Acusado de ‘maquiar’ prestação de contas, presidente da Câmara de Mazagão retorna ao cargo – SelesNafes.com


Por SELES NAFES, de Macapá (AP)

O Tribunal de Justiça do Amapá determinou a recondução imediata do presidente da Câmara Municipal de Mazagão, José Leonício do Amaral Filho (União), ao cargo, suspendendo os efeitos do afastamento aprovado por vereadores. A decisão liminar foi assinada pelo desembargador Adão Carvalho e atende a recurso apresentado pelo diretório municipal do União Brasil. Mazagão fica a 36 km de Macapá.

O presidente tinha sido afastado pelos colegas por supostamente ter apresentado uma prestação de contas de “fachada” e também por tentar intimidar alguns parlamentares que chegaram a criar uma comissão processante para investigar a gestão dele. Ao analisar o caso, o relator entendeu que há indícios de ilegalidade no processo que resultou no afastamento do parlamentar. Entre os principais pontos, a decisão destaca que o procedimento foi baseado em norma interna da Câmara, contrariando norma do STF que estabelece ser da União a competência para legislar sobre crimes de responsabilidade.

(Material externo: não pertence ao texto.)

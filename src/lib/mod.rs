use log::debug;
use output::{JSONError, Report};
use rayon::prelude::*;
use serde_json::Value;
use std::io::{self, BufRead};

pub use self::error::{ErrorKind, Path, PathSegment, ValidationError, ValidationErrors};
pub use self::geo::Extent;
pub use self::geojson::{
    Bbox, Feature, FeatureCollection, FeatureId, GeoJson, GeoJsonType, Geometry, Position,
};
pub use self::validate::{Rules, Validator};

pub mod error;
mod geo;
mod geojson;
pub mod output;
pub mod routes;
mod validate;

/// Validate a geometry object of any of the seven geometry types.
///
/// # Example
///
/// ```
/// use geojson_validate::{validate_geometry, ErrorKind};
/// use serde_json::json;
///
/// let point = json!({"type": "Point", "coordinates": [13.4, 52.5]});
/// assert!(validate_geometry(&point).is_ok());
///
/// let circle = json!({"type": "Circle", "coordinates": [13.4, 52.5]});
/// let error = validate_geometry(&circle).unwrap_err();
/// assert_eq!(error.kind, ErrorKind::InvalidType);
/// ```
pub fn validate_geometry(value: &Value) -> Result<Geometry, ValidationError> {
    Validator::new()
        .geometry(value)
        .map_err(ValidationErrors::into_first)
}

/// Validate a feature. A `null` geometry is accepted.
pub fn validate_feature(value: &Value) -> Result<Feature, ValidationError> {
    Validator::new()
        .feature(value)
        .map_err(ValidationErrors::into_first)
}

/// Validate a feature collection, stopping at the first malformed feature.
pub fn validate_feature_collection(value: &Value) -> Result<FeatureCollection, ValidationError> {
    Validator::new()
        .feature_collection(value)
        .map_err(ValidationErrors::into_first)
}

pub fn validate_bbox(value: &Value) -> Result<Bbox, ValidationError> {
    Validator::new()
        .bbox(value)
        .map_err(ValidationErrors::into_first)
}

/// Validate any GeoJSON object, dispatching on its `type`.
pub fn validate(value: &Value) -> Result<GeoJson, ValidationError> {
    Validator::new()
        .any(value)
        .map_err(ValidationErrors::into_first)
}

#[derive(Debug, Clone, Copy, PartialEq, Eq)]
pub enum Input {
    /// The whole input is a single JSON document.
    Document,
    /// One GeoJSON object per line, blank lines are skipped.
    Lines,
}

fn check_slice(line: usize, json: &[u8], validator: &Validator) -> Report {
    let report = match serde_json::from_slice::<Value>(json) {
        Ok(value) => Report::new(line, validator.any(&value)),
        Err(err) => Report::invalid(line, vec![JSONError::malformed(&err)]),
    };
    debug!("line {}: valid={}", report.line, report.valid);
    report
}

fn is_blank(line: &[u8]) -> bool {
    line.iter().all(u8::is_ascii_whitespace)
}

/// Check every document of `reader`, one report per document in input order.
///
/// Bytes that are not UTF-8 or not JSON yield an invalid report for their
/// document, only read failures of `reader` itself are returned as errors.
pub fn check(
    mut reader: impl BufRead,
    validator: &Validator,
    input: Input,
) -> io::Result<Vec<Report>> {
    match input {
        Input::Document => {
            let mut json = Vec::new();
            reader.read_to_end(&mut json)?;
            Ok(vec![check_slice(1, &json, validator)])
        }
        Input::Lines => {
            let lines: Vec<(usize, Vec<u8>)> = reader
                .split(b'\n')
                .enumerate()
                .map(|(idx, line)| line.map(|line| (idx + 1, line)))
                .collect::<io::Result<_>>()?;
            let reports = lines
                .par_iter()
                .filter(|(_, line)| !is_blank(line))
                .map(|(idx, line)| check_slice(*idx, line, validator))
                .collect();
            Ok(reports)
        }
    }
}

#[cfg(test)]
mod tests {
    use super::*;
    use serde_json::{json, to_value};
    use std::io::Cursor;

    #[test]
    fn null_geometry_feature() {
        let value = json!({"type": "Feature", "geometry": null, "properties": {}});
        let feature = validate_feature(&value).unwrap();
        assert_eq!(feature.geometry, None);
    }

    #[test]
    fn invalid_feature_index() {
        let value = json!({
            "type": "FeatureCollection",
            "features": [{"type": "Feature", "properties": {}}]
        });
        let error = validate_feature_collection(&value).unwrap_err();
        assert_eq!(error.feature_index(), Some(0));
    }

    #[test]
    fn bbox_helper() {
        let error = validate_bbox(&json!([1, 2, 3])).unwrap_err();
        assert_eq!(error.kind, ErrorKind::InvalidBbox);
        assert!(validate_bbox(&json!([1, 2, 3, 4])).is_ok());
    }

    #[test]
    fn round_trip_is_idempotent() {
        let value = json!({
            "type": "FeatureCollection",
            "bbox": [0, 0, 4, 4],
            "features": [
                {
                    "type": "Feature",
                    "id": "a",
                    "geometry": {
                        "type": "Polygon",
                        "coordinates": [[[0, 0], [4, 0], [4, 4], [0, 0]]]
                    },
                    "properties": {"name": "triangle"},
                    "foreign": true
                },
                {"type": "Feature", "id": 7, "geometry": null, "properties": null}
            ]
        });
        let first = validate(&value).unwrap();
        let serialized = to_value(&first).unwrap();
        let second = validate(&serialized).unwrap();
        assert_eq!(first, second);
        assert_eq!(serialized["features"][0].get("foreign"), None);
    }

    #[test]
    fn check_document() {
        let reader = Cursor::new(r#"{"type": "Point", "coordinates": [1, 2]}"#);
        let reports = check(reader, &Validator::new(), Input::Document).unwrap();
        assert_eq!(reports.len(), 1);
        assert!(reports[0].valid);
    }

    #[test]
    fn check_lines_keeps_order_and_line_numbers() {
        let input = [
            r#"{"type": "Point", "coordinates": [1, 2]}"#,
            "",
            r#"{"type": "Point", "coordinates": [[1, 2]]}"#,
            "{broken",
            r#"{"type": "Feature", "geometry": null, "properties": {}}"#,
        ]
        .join("\n");
        let reports = check(Cursor::new(input), &Validator::new(), Input::Lines).unwrap();
        let lines: Vec<_> = reports.iter().map(|r| (r.line, r.valid)).collect();
        assert_eq!(lines, vec![(1, true), (3, false), (4, false), (5, true)]);
        assert_eq!(reports[2].errors[0].kind, "malformed json");
    }

    #[test]
    fn check_lines_reports_invalid_utf8_per_line() {
        let mut input = br#"{"type": "Point", "coordinates": [1, 2]}"#.to_vec();
        input.extend_from_slice(b"\n\xff\xfe\r\n");
        input.extend_from_slice(br#"{"type": "Point", "coordinates": [3, 4]}"#);
        input.extend_from_slice(b"\r\n");

        let reports = check(Cursor::new(input), &Validator::new(), Input::Lines).unwrap();
        let lines: Vec<_> = reports.iter().map(|r| (r.line, r.valid)).collect();
        assert_eq!(lines, vec![(1, true), (2, false), (3, true)]);
        assert_eq!(reports[1].errors[0].kind, "malformed json");
    }

    #[test]
    fn check_document_with_invalid_utf8() {
        let reader = Cursor::new(b"{\"type\": \"\xff\"}".to_vec());
        let reports = check(reader, &Validator::new(), Input::Document).unwrap();
        assert_eq!(reports.len(), 1);
        assert!(!reports[0].valid);
        assert_eq!(reports[0].errors[0].kind, "malformed json");
    }
}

Outro fator considerado grave foi a condução do processo dentro do Legislativo municipal. Conforme os autos, vereadores que assinaram a denúncia participaram da votação e também integraram a comissão responsável pelo julgamento, atuando simultaneamente como acusadores e julgadores — prática que, segundo o magistrado, viola os princípios da impessoalidade e da moralidade administrativa.

Presidente da Câmara retornou ao cargo. Foto: Reprodução/Instagram

A decisão também aponta risco de dano irreparável caso o afastamento fosse mantido. Isso porque o mandato na presidência da Câmara tem prazo determinado, e o tempo afastado não poderia ser recuperado. 

Com base nesses elementos, o desembargador deferiu a tutela de urgência e determinou a imediata recondução de José Leonício ao cargo, com todos os efeitos administrativos e legais, até o julgamento definitivo do mandado de segurança na instância de origem. A ordem deve ser cumprida de forma imediata, sob pena de responsabilização das autoridades envolvidas.